The second is reconstructions. Reconstructions are done to rebuild the breast after physical trauma, poorly done surgery or a mastectomy, which is the removal of one or two breasts to prevent the spread of cancer. 

Various complications can arise if enlargements are done improperly or even when done properly. Problems that can occur include pain or changes in feeling in the breasts, issues breastfeeding and rupture or deflation of the implants, which can come from age or physical trauma. 

Top Surgery 

According to the Mayo Clinic, a full introduction of breasts to a transgender woman is called top surgery. It can be done with implants or injections, and sometimes a combination of both. 

Top surgery for transgender men involves the full removal of both breasts, and oftentimes removal of the nipples and areolas in order to be resized and placed back on.

Video creator Ash Hardell said they was satisfied with their choice to get top surgery.

“I was so terrified that top surgery was going to be the wrong decision, not because that’s how I felt, but because so many people on the internet just kept ramming that into me … It was the right decision and I am so happy,” Hardell said.


According to the Mayo Clinic, breast reductions are the removal of fat, tissue and skin from the breasts. They are done for various reasons, including easing pain that results from heavy breasts and cosmetic reasons. 

Lisa Higgins of Perth, Australia, the creator and admin of a breast reduction focused Facebook group, said she got her breasts reduced to ease back pain and look better. 

“I got it done in 2012 because I get a lot of back pain … I also got it done because, I think I was like a 34 GG, so it was really hard to find pretty bras or nice clothes to wear that would be flattering,” Higgins said.  

Like enlargements, reductions can have the same risks of changes in sensation of the breasts and an inability to breastfeed.

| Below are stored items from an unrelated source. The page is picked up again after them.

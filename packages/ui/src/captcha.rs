//! reCAPTCHA v2 checkbox, rendered explicitly through `document::eval`.

use dioxus::prelude::*;

const RECAPTCHA_SCRIPT: &str = "https://www.google.com/recaptcha/api.js?render=explicit";

// Waits for the library, renders into the container and forwards every token.
// An expired challenge sends an empty token.
const RENDER_JS: &str = r#"
const container = "__CONTAINER__";
const siteKey = await dioxus.recv();
const render = () => {
    if (!window.grecaptcha || !window.grecaptcha.render) {
        setTimeout(render, 200);
        return;
    }
    window.grecaptcha.render(container, {
        sitekey: siteKey,
        callback: (token) => dioxus.send(token),
        "expired-callback": () => dioxus.send(""),
    });
};
render();
"#;

/// A fresh widget is rendered per `generation`; pass the generation as `key`
/// so the container is replaced after each reset.
#[component]
pub fn Captcha(site_key: String, generation: u32, on_token: EventHandler<String>) -> Element {
    let container = format!("recaptcha-{generation}");
    let script = RENDER_JS.replace("__CONTAINER__", &container);

    use_effect(move || {
        let mut eval = document::eval(&script);
        if let Err(e) = eval.send(site_key.clone()) {
            tracing::error!("Failed to initialise CAPTCHA: {e}");
            return;
        }
        spawn(async move {
            while let Ok(token) = eval.recv::<String>().await {
                on_token.call(token);
            }
        });
    });

    rsx! {
        document::Script { src: RECAPTCHA_SCRIPT }
        div { id: "{container}", class: "captcha" }
    }
}
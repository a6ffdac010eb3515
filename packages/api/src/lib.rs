//! # API crate: the leads backend contract
//!
//! Everything the frontends need to talk to the REST backend: wire models, the
//! [`Backend`] trait with one method per endpoint, a reqwest implementation
//! ([`HttpBackend`]) and an in-process one ([`MemoryBackend`]) for tests and
//! offline development.
//!
//! | Module | Purpose |
//! |--------|---------|
//! | [`models`] | `User`, `Lead`, request bodies, login outcome |
//! | [`config`] | `leads.toml` / compile-time environment configuration |
//! | [`error`] | [`ApiError`] |
//!
//! ## Endpoints
//!
//! | Method | Path | [`Backend`] method |
//! |--------|------|--------------------|
//! | GET | `/users/{userId}/leads` | `list_leads` |
//! | POST | `/leads` | `create_lead` |
//! | PUT | `/leads/{id}` | `update_lead` |
//! | PATCH | `/leads/{id}/deactivate` | `deactivate_lead` |
//! | POST | `/users/send-otp` | `send_otp` |
//! | POST | `/users/login` | `login` |
//! | GET | `/users/auth/check` | `check_session` |
//! | GET | `/users/logout` | `logout` |
//! | PUT | `/users/{id}` | `update_user` |
//! | PATCH | `/users/{id}/deactivate` | `deactivate_user` |

mod backend;
pub mod config;
pub mod error;
mod http;
mod memory;
pub mod models;

pub use backend::Backend;
pub use config::{AppConfig, RefreshPolicy};
pub use error::ApiError;
pub use http::HttpBackend;
pub use memory::{MemoryBackend, DEV_OTP};
pub use models::{Id, Lead, LeadDraft, LoginOutcome, LoginRequest, OtpRequest, User};
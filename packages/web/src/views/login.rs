//! Login page view with the OTP form.

use api::User;
use dioxus::prelude::*;
use ui::{use_auth, OtpLogin};

use crate::Route;

/// Login page component.
#[component]
pub fn Login() -> Element {
    let mut session = use_auth();
    let nav = use_navigator();

    // If already logged in, go to the lead list
    use_effect(move || {
        if session.read().is_authenticated() {
            nav.replace(Route::Leads {});
        }
    });

    let on_login = move |user: User| {
        session.write().login(user);
        nav.replace(Route::Leads {});
    };

    rsx! {
        OtpLogin { on_login }
        p {
            class: "muted",
            "By signing in you agree to the "
            Link { to: Route::Terms {}, "Terms and Conditions" }
            "."
        }
    }
}
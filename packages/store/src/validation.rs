//! Client-side form rules, checked before any request is issued.

use api::{Id, Lead, LeadDraft};
use lazy_static::lazy_static;
use regex::Regex;
use thiserror::Error;

/// Longest meeting note accepted, in characters.
pub const MAX_MEETING_NOTES: usize = 50;

lazy_static! {
    // Indian mobile numbers: ten ASCII digits, leading 6-9.
    static ref MOBILE_RE: Regex = Regex::new(r"^[6-9][0-9]{9}$").unwrap();
}

/// Whether `mobile` is a valid 10-digit number starting with 6, 7, 8 or 9.
pub fn is_valid_mobile(mobile: &str) -> bool {
    MOBILE_RE.is_match(mobile)
}

/// First failing rule of a form. The message is shown verbatim.
#[derive(Debug, Clone, PartialEq, Eq, Error)]
pub enum FormError {
    #[error("Name is mandatory.")]
    NameRequired,
    #[error("Mobile number is mandatory.")]
    MobileRequired,
    #[error("Please enter a valid Indian mobile number.")]
    InvalidMobile,
    #[error("Email is mandatory.")]
    EmailRequired,
    #[error("Meeting date is mandatory.")]
    MeetingDateRequired,
    #[error("Meeting notes cannot exceed 50 characters.")]
    MeetingNotesTooLong,
    #[error("Please complete the CAPTCHA.")]
    CaptchaRequired,
    #[error("Please enter the OTP.")]
    OtpRequired,
}

/// Editable lead fields, shared by the add form and the inline editor.
#[derive(Debug, Clone, Default, PartialEq, Eq)]
pub struct LeadForm {
    pub name: String,
    pub mobile: String,
    pub email: String,
    pub meeting_date: String,
    pub meeting_notes: String,
}

/// A single field of [`LeadForm`], for generic input handlers.
#[derive(Debug, Clone, Copy, PartialEq, Eq)]
pub enum LeadField {
    Name,
    Mobile,
    Email,
    MeetingDate,
    MeetingNotes,
}

/// Rules that differ between deployments.
#[derive(Debug, Clone, Copy, Default, PartialEq, Eq)]
pub struct LeadRules {
    pub mobile_required: bool,
}

impl LeadForm {
    /// Seed the form from an existing lead.
    pub fn from_lead(lead: &Lead) -> Self {
        Self {
            name: lead.name.clone(),
            mobile: lead.mobile.clone(),
            email: lead.email.clone(),
            meeting_date: lead.meeting_date.clone(),
            meeting_notes: lead.meeting_notes.clone(),
        }
    }

    pub fn set(&mut self, field: LeadField, value: String) {
        match field {
            LeadField::Name => self.name = value,
            LeadField::Mobile => self.mobile = value,
            LeadField::Email => self.email = value,
            LeadField::MeetingDate => self.meeting_date = value,
            LeadField::MeetingNotes => self.meeting_notes = value,
        }
    }

    pub fn get(&self, field: LeadField) -> &str {
        match field {
            LeadField::Name => &self.name,
            LeadField::Mobile => &self.mobile,
            LeadField::Email => &self.email,
            LeadField::MeetingDate => &self.meeting_date,
            LeadField::MeetingNotes => &self.meeting_notes,
        }
    }

    /// Check the rules in order: name, mobile presence, mobile pattern,
    /// meeting date, notes length. The first failure wins.
    pub fn validate(&self, rules: LeadRules) -> Result<(), FormError> {
        if self.name.trim().is_empty() {
            return Err(FormError::NameRequired);
        }
        let mobile = self.mobile.trim();
        if mobile.is_empty() {
            if rules.mobile_required {
                return Err(FormError::MobileRequired);
            }
        } else if !is_valid_mobile(mobile) {
            return Err(FormError::InvalidMobile);
        }
        if self.meeting_date.trim().is_empty() {
            return Err(FormError::MeetingDateRequired);
        }
        if self.meeting_notes.chars().count() > MAX_MEETING_NOTES {
            return Err(FormError::MeetingNotesTooLong);
        }
        Ok(())
    }

    /// Request body for `user_id`, with surrounding whitespace trimmed.
    pub fn to_draft(&self, user_id: Id, is_active: bool) -> LeadDraft {
        LeadDraft {
            user_id,
            name: self.name.trim().to_string(),
            mobile: self.mobile.trim().to_string(),
            email: self.email.trim().to_string(),
            meeting_date: self.meeting_date.trim().to_string(),
            meeting_notes: self.meeting_notes.clone(),
            is_active,
        }
    }
}

#[cfg(test)]
mod tests {
    use super::*;

    fn valid_form() -> LeadForm {
        LeadForm {
            name: "Asha".into(),
            mobile: "9876543210".into(),
            email: String::new(),
            meeting_date: "2025-03-01".into(),
            meeting_notes: "Intro call".into(),
        }
    }

    #[test]
    fn test_mobile_pattern() {
        assert!(is_valid_mobile("9876543210"));
        assert!(is_valid_mobile("6000000000"));
        assert!(!is_valid_mobile("5876543210"));
        assert!(!is_valid_mobile("98765432100"));
        assert!(!is_valid_mobile("987654321"));
        assert!(!is_valid_mobile("98765a3210"));
        assert!(!is_valid_mobile(""));
        // Non-ASCII digits are not digits here.
        assert!(!is_valid_mobile("९८७६५४३२१०"));
    }

    #[test]
    fn test_rule_order() {
        let empty = LeadForm::default();
        assert_eq!(
            empty.validate(LeadRules { mobile_required: true }),
            Err(FormError::NameRequired)
        );

        let mut form = LeadForm {
            name: "Asha".into(),
            ..LeadForm::default()
        };
        assert_eq!(
            form.validate(LeadRules { mobile_required: true }),
            Err(FormError::MobileRequired)
        );
        // Optional mobile skips straight to the date rule.
        assert_eq!(
            form.validate(LeadRules::default()),
            Err(FormError::MeetingDateRequired)
        );

        form.mobile = "12345".into();
        assert_eq!(
            form.validate(LeadRules::default()),
            Err(FormError::InvalidMobile)
        );
    }

    #[test]
    fn test_meeting_notes_limit_counts_chars() {
        let mut form = valid_form();
        form.meeting_notes = "x".repeat(MAX_MEETING_NOTES);
        assert_eq!(form.validate(LeadRules::default()), Ok(()));

        form.meeting_notes = "x".repeat(MAX_MEETING_NOTES + 1);
        assert_eq!(
            form.validate(LeadRules::default()),
            Err(FormError::MeetingNotesTooLong)
        );

        // 50 multi-byte characters are still 50 characters.
        form.meeting_notes = "é".repeat(MAX_MEETING_NOTES);
        assert_eq!(form.validate(LeadRules::default()), Ok(()));
    }

    #[test]
    fn test_messages() {
        assert_eq!(FormError::NameRequired.to_string(), "Name is mandatory.");
        assert_eq!(
            FormError::InvalidMobile.to_string(),
            "Please enter a valid Indian mobile number."
        );
        assert_eq!(
            FormError::MeetingNotesTooLong.to_string(),
            "Meeting notes cannot exceed 50 characters."
        );
    }

    #[test]
    fn test_to_draft_tags_owner() {
        let draft = valid_form().to_draft(3, true);
        assert_eq!(draft.user_id, 3);
        assert!(draft.is_active);
        assert_eq!(draft.name, "Asha");
        assert_eq!(draft.meeting_notes, "Intro call");
    }

    #[test]
    fn test_field_access() {
        let mut form = valid_form();
        form.set(LeadField::MeetingDate, "2025-04-02".into());
        assert_eq!(form.get(LeadField::MeetingDate), "2025-04-02");
        assert_eq!(form.get(LeadField::Mobile), "9876543210");
        assert_eq!(form.meeting_date, "2025-04-02");
    }
}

Other issues include bruising and scarring of the breasts. 

Reductions also carry somewhat of a stigma with them from both people who dislike seeing breasts become smaller and people who would like to see their breasts become bigger, and are envious of those who would reduce theirs. 

Higgins said complaints from men should be ignored. 

“Guys don’t like you getting you getting it done because obviously a lot of guys like bigger boobs, but I think it’s a decision you need to make for yourself. Most people still have a decent amount left, they don’t go perfectly flat anyway,” Higgins said. 

She also said she’s happy overall with the procedure. 

“I have no regrets. I feel like they look better, and I got everything I wanted from them. They are better for the clothes that I wanted to wear and for working out in … I think if it’s something that you wanted for a long time and you’ve thought about it, definitely make it happen if you can,” Higgins said.